Search the records below for the word "aligned", then return every line where it appears.

Content starts

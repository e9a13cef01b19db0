//! View aggregator: turns a first-edit timestamp into a month-aligned
//! window and sums the daily views the metrics API returns for it.

use chrono::{DateTime, NaiveDateTime, Utc};
use tracing::{debug, warn};

use views_core::error::{Result, ViewsError};
use views_core::models::{DailyViews, ViewWindow};
use views_core::time_utils::{first_of_month, next_month};

use crate::client::WikiApi;

/// Format of `usercontribs` timestamps.
pub const EDIT_TIMESTAMP_FORMAT: &str = "%Y-%m-%dT%H:%M:%SZ";

/// Parse a contribution timestamp such as `2024-01-15T00:00:00Z`.
pub fn parse_edit_timestamp(raw: &str) -> Result<DateTime<Utc>> {
    NaiveDateTime::parse_from_str(raw, EDIT_TIMESTAMP_FORMAT)
        .map(|naive| naive.and_utc())
        .map_err(|_| ViewsError::TimestampParse(raw.to_string()))
}

/// Month-aligned window from the first edit up to "now".
///
/// `start` is the first day of the first edit's month. `end` is the first
/// day of the month after `now`, so the current month is always covered
/// and the window spans at least one whole month. A first edit that lies
/// after `now` still gets a one-month window.
pub fn view_window(first_edit: DateTime<Utc>, now: DateTime<Utc>) -> ViewWindow {
    let start = first_of_month(first_edit.date_naive());
    let end = next_month(now.date_naive()).max(next_month(start));
    ViewWindow { start, end }
}

/// Sum of `views` over all buckets.
pub fn sum_views(items: &[DailyViews]) -> u64 {
    items
        .iter()
        .fold(0u64, |acc, item| acc.saturating_add(item.views))
}

/// Total views for `title` since the month of `first_edit`.
///
/// Both a bad timestamp and a failed request are returned as errors; the
/// caller decides whether the title is skipped.
pub async fn total_views<A>(
    api: &A,
    title: &str,
    first_edit: &str,
    now: DateTime<Utc>,
) -> Result<u64>
where
    A: WikiApi + ?Sized,
{
    let started = match parse_edit_timestamp(first_edit) {
        Ok(ts) => ts,
        Err(e) => {
            warn!(title, timestamp = first_edit, "unparseable first-edit timestamp");
            return Err(e);
        }
    };

    let window = view_window(started, now);
    debug!(
        title,
        start = %window.start_param(),
        end = %window.end_param(),
        "querying daily views"
    );

    match api.daily_views(title, &window).await {
        Ok(items) => Ok(sum_views(&items)),
        Err(e) => {
            warn!(title, error = %e, "Error fetching views");
            Err(e)
        }
    }
}

// ── Tests ─────────────────────────────────────────────────────────────────────
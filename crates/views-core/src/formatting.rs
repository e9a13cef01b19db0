/// Format a view count with comma thousands separators.
///
/// # Examples
///
/// ```
/// use views_core::formatting::format_count;
///
/// assert_eq!(format_count(0), "0");
/// assert_eq!(format_count(999), "999");
/// assert_eq!(format_count(68_248), "68,248");
/// assert_eq!(format_count(1_234_567), "1,234,567");
/// ```
pub fn format_count(value: u64) -> String {
    group_thousands(&value.to_string())
}

// ── Internal helpers ──────────────────────────────────────────────────────────

/// Insert commas every three digits from the right of an integer string.
fn group_thousands(s: &str) -> String {
    if s.len() <= 3 {
        return s.to_string();
    }
    let chars: Vec<char> = s.chars().collect();
    let mut result = String::with_capacity(s.len() + s.len() / 3);
    let remainder = chars.len() % 3;
    for (i, &c) in chars.iter().enumerate() {
        if i != 0 && (i % 3 == remainder) {
            result.push(',');
        }
        result.push(c);
    }
    result
}

// ── Tests ──────────────────────────────────────────────────────────────────────

#[cfg(test)]
mod tests {
    use super::*;

    // ── format_count ─────────────────────────────────────────────────────────

    #[test]
    fn test_format_count_zero() {
        assert_eq!(format_count(0), "0");
    }

    #[test]
    fn test_format_count_no_thousands() {
        assert_eq!(format_count(5), "5");
        assert_eq!(format_count(123), "123");
    }

    #[test]
    fn test_format_count_exact_thousands() {
        assert_eq!(format_count(1_000), "1,000");
    }

    #[test]
    fn test_format_count_millions() {
        assert_eq!(format_count(1_234_567), "1,234,567");
    }

    #[test]
    fn test_format_count_max() {
        assert_eq!(format_count(u64::MAX), "18,446,744,073,709,551,615");
    }
}
// ── Tests ─────────────────────────────────────────────────────────────────────

#[cfg(test)]
mod tests {
    use super::*;
    use chrono::NaiveDate;
    use httpmock::prelude::*;
    use serde_json::json;

    fn window(start: (i32, u32), end: (i32, u32)) -> ViewWindow {
        ViewWindow {
            start: NaiveDate::from_ymd_opt(start.0, start.1, 1).unwrap(),
            end: NaiveDate::from_ymd_opt(end.0, end.1, 1).unwrap(),
        }
    }

    fn config_for(server: &MockServer) -> ClientConfig {
        ClientConfig {
            api_url: server.url("/w/api.php"),
            metrics_url: server.url("/metrics"),
            project: "en.wikipedia.org".to_string(),
            access: "all-access".to_string(),
            agent: "all-agents".to_string(),
            user_agent: "wikiviews-test/1.0".to_string(),
            timeout: Duration::from_secs(5),
        }
    }

    // ── encode_title ──────────────────────────────────────────────────────────

    #[test]
    fn test_encode_title_spaces_become_underscores() {
        assert_eq!(encode_title("Oleksiy Torokhtiy"), "Oleksiy_Torokhtiy");
    }

    #[test]
    fn test_encode_title_escapes_reserved() {
        assert_eq!(
            encode_title("Rust (programming language)"),
            "Rust_%28programming_language%29"
        );
        assert_eq!(encode_title("AC/DC"), "AC%2FDC");
        assert_eq!(encode_title("100%"), "100%25");
        assert_eq!(encode_title("Who?"), "Who%3F");
    }

    #[test]
    fn test_encode_title_escapes_sub_delimiters() {
        assert_eq!(
            encode_title("Tom & Jerry's: a+b=c,d"),
            "Tom_%26_Jerry%27s%3A_a%2Bb%3Dc%2Cd"
        );
    }

    #[test]
    fn test_encode_title_keeps_unreserved() {
        assert_eq!(encode_title("a-b.c_d~e"), "a-b.c_d~e");
    }

    #[test]
    fn test_encode_title_utf8_bytes() {
        assert_eq!(encode_title("Café"), "Caf%C3%A9");
    }

    // ── pageviews_url ─────────────────────────────────────────────────────────

    #[test]
    fn test_pageviews_url_layout() {
        let config = ClientConfig {
            api_url: "https://en.wikipedia.org/w/api.php".to_string(),
            metrics_url: "https://wikimedia.org/api/rest_v1/metrics/pageviews/per-article/"
                .to_string(),
            project: "en.wikipedia.org".to_string(),
            access: "all-access".to_string(),
            agent: "user".to_string(),
            user_agent: "x".to_string(),
            timeout: Duration::from_secs(1),
        };
        let url = config.pageviews_url("BrowserQuest", &window((2024, 1), (2024, 7)));
        assert_eq!(
            url,
            "https://wikimedia.org/api/rest_v1/metrics/pageviews/per-article/\
             en.wikipedia.org/all-access/user/BrowserQuest/daily/20240101/20240701"
        );
    }

    // ── into_page ─────────────────────────────────────────────────────────────

    #[test]
    fn test_into_page_stringifies_continuation() {
        let raw: UserContribsResponse = serde_json::from_value(json!({
            "continue": {"uccontinue": "20240101000000|42", "continue": "-||"},
            "query": {"usercontribs": [{"title": "A", "timestamp": "2024-01-15T00:00:00Z"}]}
        }))
        .unwrap();
        let page = raw.into_page().unwrap();
        let token = page.continuation.unwrap();
        assert_eq!(token.get("uccontinue").unwrap(), "20240101000000|42");
        assert_eq!(token.get("continue").unwrap(), "-||");
        assert_eq!(page.contributions.len(), 1);
    }

    #[test]
    fn test_into_page_missing_query_is_malformed() {
        let raw: UserContribsResponse = serde_json::from_value(json!({"batchcomplete": ""})).unwrap();
        assert!(matches!(
            raw.into_page(),
            Err(ViewsError::MalformedResponse(_))
        ));
    }

    #[test]
    fn test_into_page_api_error_is_malformed() {
        let raw: UserContribsResponse = serde_json::from_value(json!({
            "error": {"code": "baduser_ucuser", "info": "Invalid value for user parameter"}
        }))
        .unwrap();
        let err = raw.into_page().unwrap_err();
        assert!(err.to_string().contains("baduser_ucuser"));
    }

    // ── WikimediaClient against a mock server ─────────────────────────────────

    #[tokio::test]
    async fn test_contributions_page_sends_query_and_user_agent() {
        let server = MockServer::start_async().await;
        let mock = server
            .mock_async(|when, then| {
                when.method(GET)
                    .path("/w/api.php")
                    .query_param("list", "usercontribs")
                    .query_param("ucuser", "Ajmullen")
                    .query_param("uclimit", "max")
                    .header("user-agent", "wikiviews-test/1.0");
                then.status(200).json_body(json!({
                    "continue": {"uccontinue": "20240301|7", "continue": "-||"},
                    "query": {"usercontribs": [
                        {"userid": 1, "user": "Ajmullen", "title": "Storror", "timestamp": "2024-03-01T10:00:00Z"},
                        {"userid": 1, "user": "Ajmullen", "title": "BrowserQuest", "timestamp": "2024-02-01T10:00:00Z"}
                    ]}
                }));
            })
            .await;

        let client = WikimediaClient::new(config_for(&server)).unwrap();
        let page = client.contributions_page("Ajmullen", None).await.unwrap();

        mock.assert_async().await;
        assert_eq!(page.contributions.len(), 2);
        assert_eq!(page.contributions[1].title, "BrowserQuest");
        assert!(page.continuation.is_some());
    }

    #[tokio::test]
    async fn test_contributions_page_forwards_continuation() {
        let server = MockServer::start_async().await;
        let mock = server
            .mock_async(|when, then| {
                when.method(GET)
                    .path("/w/api.php")
                    .query_param("uccontinue", "20240301|7");
                then.status(200)
                    .json_body(json!({"query": {"usercontribs": []}}));
            })
            .await;

        let client = WikimediaClient::new(config_for(&server)).unwrap();
        let mut token = ContinuationToken::new();
        token.insert("uccontinue".to_string(), "20240301|7".to_string());
        let page = client
            .contributions_page("Ajmullen", Some(&token))
            .await
            .unwrap();

        mock.assert_async().await;
        assert!(page.contributions.is_empty());
        assert!(page.continuation.is_none());
    }

    #[tokio::test]
    async fn test_contributions_page_http_error() {
        let server = MockServer::start_async().await;
        server
            .mock_async(|when, then| {
                when.method(GET).path("/w/api.php");
                then.status(503);
            })
            .await;

        let client = WikimediaClient::new(config_for(&server)).unwrap();
        let err = client.contributions_page("Ajmullen", None).await.unwrap_err();
        assert!(matches!(err, ViewsError::HttpStatus { status: 503, .. }));
    }

    #[tokio::test]
    async fn test_daily_views_parses_items() {
        let server = MockServer::start_async().await;
        let mock = server
            .mock_async(|when, then| {
                when.method(GET).path(
                    "/metrics/en.wikipedia.org/all-access/all-agents/Henrietta_Swan_Leavitt/daily/20240101/20240701",
                );
                then.status(200).json_body(json!({
                    "items": [
                        {"project": "en.wikipedia", "article": "Henrietta_Swan_Leavitt", "timestamp": "2024010100", "views": 120},
                        {"project": "en.wikipedia", "article": "Henrietta_Swan_Leavitt", "timestamp": "2024010200", "views": 80}
                    ]
                }));
            })
            .await;

        let client = WikimediaClient::new(config_for(&server)).unwrap();
        let items = client
            .daily_views("Henrietta Swan Leavitt", &window((2024, 1), (2024, 7)))
            .await
            .unwrap();

        mock.assert_async().await;
        assert_eq!(items.len(), 2);
        assert_eq!(items[0].views + items[1].views, 200);
    }

    #[tokio::test]
    async fn test_daily_views_missing_items_is_empty() {
        let server = MockServer::start_async().await;
        server
            .mock_async(|when, then| {
                when.method(GET);
                then.status(200).json_body(json!({}));
            })
            .await;

        let client = WikimediaClient::new(config_for(&server)).unwrap();
        let items = client
            .daily_views("Storror", &window((2024, 1), (2024, 2)))
            .await
            .unwrap();
        assert!(items.is_empty());
    }

    #[tokio::test]
    async fn test_daily_views_not_found_is_http_error() {
        let server = MockServer::start_async().await;
        server
            .mock_async(|when, then| {
                when.method(GET);
                then.status(404).json_body(json!({"title": "Not found."}));
            })
            .await;

        let client = WikimediaClient::new(config_for(&server)).unwrap();
        let err = client
            .daily_views("No Such Page", &window((2024, 1), (2024, 2)))
            .await
            .unwrap_err();
        match err {
            ViewsError::HttpStatus { status, url } => {
                assert_eq!(status, 404);
                assert!(url.contains("No_Such_Page"));
            }
            other => panic!("expected HttpStatus, got {other:?}"),
        }
    }

    #[tokio::test]
    async fn test_daily_views_garbage_body_is_malformed() {
        let server = MockServer::start_async().await;
        server
            .mock_async(|when, then| {
                when.method(GET);
                then.status(200).body("<html>maintenance</html>");
            })
            .await;

        let client = WikimediaClient::new(config_for(&server)).unwrap();
        let err = client
            .daily_views("Storror", &window((2024, 1), (2024, 2)))
            .await
            .unwrap_err();
        assert!(matches!(err, ViewsError::MalformedResponse(_)));
    }

    #[tokio::test]
    async fn test_unreachable_host_is_transport_error() {
        let config = ClientConfig {
            api_url: "http://127.0.0.1:1/w/api.php".to_string(),
            metrics_url: "http://127.0.0.1:1/metrics".to_string(),
            project: "en.wikipedia.org".to_string(),
            access: "all-access".to_string(),
            agent: "all-agents".to_string(),
            user_agent: "wikiviews-test/1.0".to_string(),
            timeout: Duration::from_secs(2),
        };
        let client = WikimediaClient::new(config).unwrap();
        let err = client.contributions_page("Ajmullen", None).await.unwrap_err();
        assert!(matches!(err, ViewsError::Transport(_)));
    }
}
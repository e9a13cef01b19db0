//! Report presentation and the optional chart stages.
//!
//! [`App`] prints the ranked table and summary for a finished
//! [`ReportOutcome`], then walks the two optional stages in order: bar
//! chart, then line chart. Whether a stage runs is decided by a
//! [`StageGate`]: command-line flags ([`FlagGate`]) or yes/no prompts
//! ([`PromptGate`]). Declining the bar chart ends the run in either mode.
//! Chart failures are logged; by then the report itself is already on
//! disk.

use std::io::{self, BufRead, Write};
use std::path::PathBuf;

use chrono::{DateTime, Utc};
use crossterm::style::Stylize;
use tracing::{error, info, warn};

use views_core::models::{ChartOrientation, HistoryRow};
use views_core::settings::Settings;
use views_core::time_utils::TimezoneHandler;
use views_data::files::{append_history_row, read_history, HISTORY_FILE};
use views_runtime::orchestrator::ReportOutcome;

use crate::charts::{self, BAR_CHART_FILE, LINE_CHART_FILE};
use crate::table_view::{self, DEFAULT_MAX_TITLE_WIDTH};

// ── Stage gating ──────────────────────────────────────────────────────────────

/// Optional stages that follow the report.
#[derive(Debug, Clone, Copy, PartialEq, Eq)]
pub enum Stage {
    BarChart,
    LineChart,
}

impl Stage {
    /// Question asked by [`PromptGate`].
    pub fn question(self) -> &'static str {
        match self {
            Stage::BarChart => "Do you want to show the bar chart (y/n)? ",
            Stage::LineChart => {
                "Do you want to see a line graph of total views over time (y/n)? "
            }
        }
    }
}

/// Decides whether an optional stage runs.
pub trait StageGate {
    /// `true` to run `stage`.
    fn allow(&mut self, stage: Stage) -> bool;
}

/// Non-interactive gate driven by `--bar-chart` / `--line-chart`.
#[derive(Debug, Clone, Copy, Default)]
pub struct FlagGate {
    pub bar_chart: bool,
    pub line_chart: bool,
}

impl StageGate for FlagGate {
    fn allow(&mut self, stage: Stage) -> bool {
        match stage {
            Stage::BarChart => self.bar_chart,
            Stage::LineChart => self.line_chart,
        }
    }
}

/// Interactive gate: asks each stage's question and runs it only on `y`.
pub struct PromptGate<R, W> {
    input: R,
    output: W,
}

impl<R: BufRead, W: Write> PromptGate<R, W> {
    pub fn new(input: R, output: W) -> Self {
        Self { input, output }
    }
}

impl PromptGate<io::StdinLock<'static>, io::Stdout> {
    /// Gate reading from stdin and prompting on stdout.
    pub fn stdio() -> Self {
        Self::new(io::stdin().lock(), io::stdout())
    }
}

impl<R: BufRead, W: Write> StageGate for PromptGate<R, W> {
    fn allow(&mut self, stage: Stage) -> bool {
        if write!(self.output, "\n{}", stage.question())
            .and_then(|_| self.output.flush())
            .is_err()
        {
            return false;
        }

        let mut answer = String::new();
        match self.input.read_line(&mut answer) {
            Ok(_) => is_yes(&answer),
            Err(e) => {
                warn!(error = %e, "failed to read answer; treating as no");
                false
            }
        }
    }
}

/// `y` in any case, surrounding whitespace ignored. Anything else is no.
pub fn is_yes(answer: &str) -> bool {
    answer.trim().eq_ignore_ascii_case("y")
}

// ── ChartOptions ──────────────────────────────────────────────────────────────

/// Where and how charts are drawn.
pub struct ChartOptions {
    pub output_dir: PathBuf,
    pub orientation: ChartOrientation,
    /// Bars in the bar chart.
    pub top: usize,
    /// Dates history rows in the user's timezone.
    pub timezone: TimezoneHandler,
}

impl ChartOptions {
    pub fn from_settings(settings: &Settings) -> Self {
        Self {
            output_dir: settings.output_dir.clone(),
            orientation: settings.chart_orientation(),
            top: settings.top as usize,
            timezone: TimezoneHandler::new(&settings.timezone),
        }
    }
}

/// Files the chart stages produced.
#[derive(Debug, Default, PartialEq, Eq)]
pub struct StagesRun {
    pub bar_chart: Option<PathBuf>,
    pub line_chart: Option<PathBuf>,
    /// Set when the line stage appended a history row.
    pub history_row: Option<HistoryRow>,
}

// ── App ───────────────────────────────────────────────────────────────────────

/// Console front end for one report run.
pub struct App<G, W> {
    gate: G,
    out: W,
    options: ChartOptions,
}

impl<G: StageGate, W: Write> App<G, W> {
    pub fn new(gate: G, out: W, options: ChartOptions) -> Self {
        Self { gate, out, options }
    }

    /// Print the report, then run whichever chart stages the gate allows.
    /// The line chart is only offered after the bar chart was accepted.
    pub fn present(&mut self, outcome: &ReportOutcome, now: DateTime<Utc>) -> io::Result<StagesRun> {
        self.print_report(outcome)?;

        let mut run = StagesRun::default();

        if !self.gate.allow(Stage::BarChart) {
            return Ok(run);
        }
        run.bar_chart = self.bar_chart_stage(outcome)?;

        if self.gate.allow(Stage::LineChart) {
            let (row, path) = self.line_chart_stage(outcome, now)?;
            run.history_row = row;
            run.line_chart = path;
        }

        Ok(run)
    }

    /// Table, failures and summary.
    pub fn print_report(&mut self, outcome: &ReportOutcome) -> io::Result<()> {
        for title in &outcome.failed {
            writeln!(self.out, "{} {} - Error fetching views", "x".red(), title)?;
        }

        for line in table_view::render_report_table(&outcome.records, DEFAULT_MAX_TITLE_WIDTH) {
            writeln!(self.out, "{line}")?;
        }

        let [pages, total] =
            table_view::render_summary(outcome.pages_included(), outcome.total_views());
        writeln!(self.out)?;
        writeln!(self.out, "{}", pages.bold())?;
        writeln!(self.out, "{}", total.bold())?;
        writeln!(
            self.out,
            "Results saved to {}",
            outcome.results_path.display()
        )?;
        self.out.flush()
    }

    fn bar_chart_stage(&mut self, outcome: &ReportOutcome) -> io::Result<Option<PathBuf>> {
        let path = self.options.output_dir.join(BAR_CHART_FILE);
        match charts::draw_bar_chart(
            &outcome.records,
            self.options.top,
            self.options.orientation,
            &path,
        ) {
            Ok(()) => {
                info!(path = %path.display(), "bar chart saved");
                writeln!(self.out, "Bar chart saved to {}", path.display())?;
                Ok(Some(path))
            }
            Err(e) => {
                error!(error = %e, "bar chart failed");
                Ok(None)
            }
        }
    }

    /// Append today's total to the history file, re-read the whole history
    /// and plot it.
    fn line_chart_stage(
        &mut self,
        outcome: &ReportOutcome,
        now: DateTime<Utc>,
    ) -> io::Result<(Option<HistoryRow>, Option<PathBuf>)> {
        let history_path = self.options.output_dir.join(HISTORY_FILE);
        let row = HistoryRow {
            date: self.options.timezone.today(now),
            total_views: outcome.total_views(),
        };

        if let Err(e) = append_history_row(&history_path, &row) {
            error!(error = %e, "could not record history");
            return Ok((None, None));
        }

        let history = match read_history(&history_path) {
            Ok(rows) => rows,
            Err(e) => {
                error!(error = %e, "could not read history");
                return Ok((Some(row), None));
            }
        };

        let path = self.options.output_dir.join(LINE_CHART_FILE);
        match charts::draw_line_chart(&history, &path) {
            Ok(()) => {
                info!(path = %path.display(), points = history.len(), "line chart saved");
                writeln!(self.out, "Line chart saved to {}", path.display())?;
                Ok((Some(row), Some(path)))
            }
            Err(e) => {
                error!(error = %e, "line chart failed");
                Ok((Some(row), None))
            }
        }
    }
}

// ── Tests ─────────────────────────────────────────────────────────────────────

Content ends

__Solved exercise__
//! View aggregator: turns a first-edit timestamp into a month-aligned
/// Month-aligned window from the first edit up to "now".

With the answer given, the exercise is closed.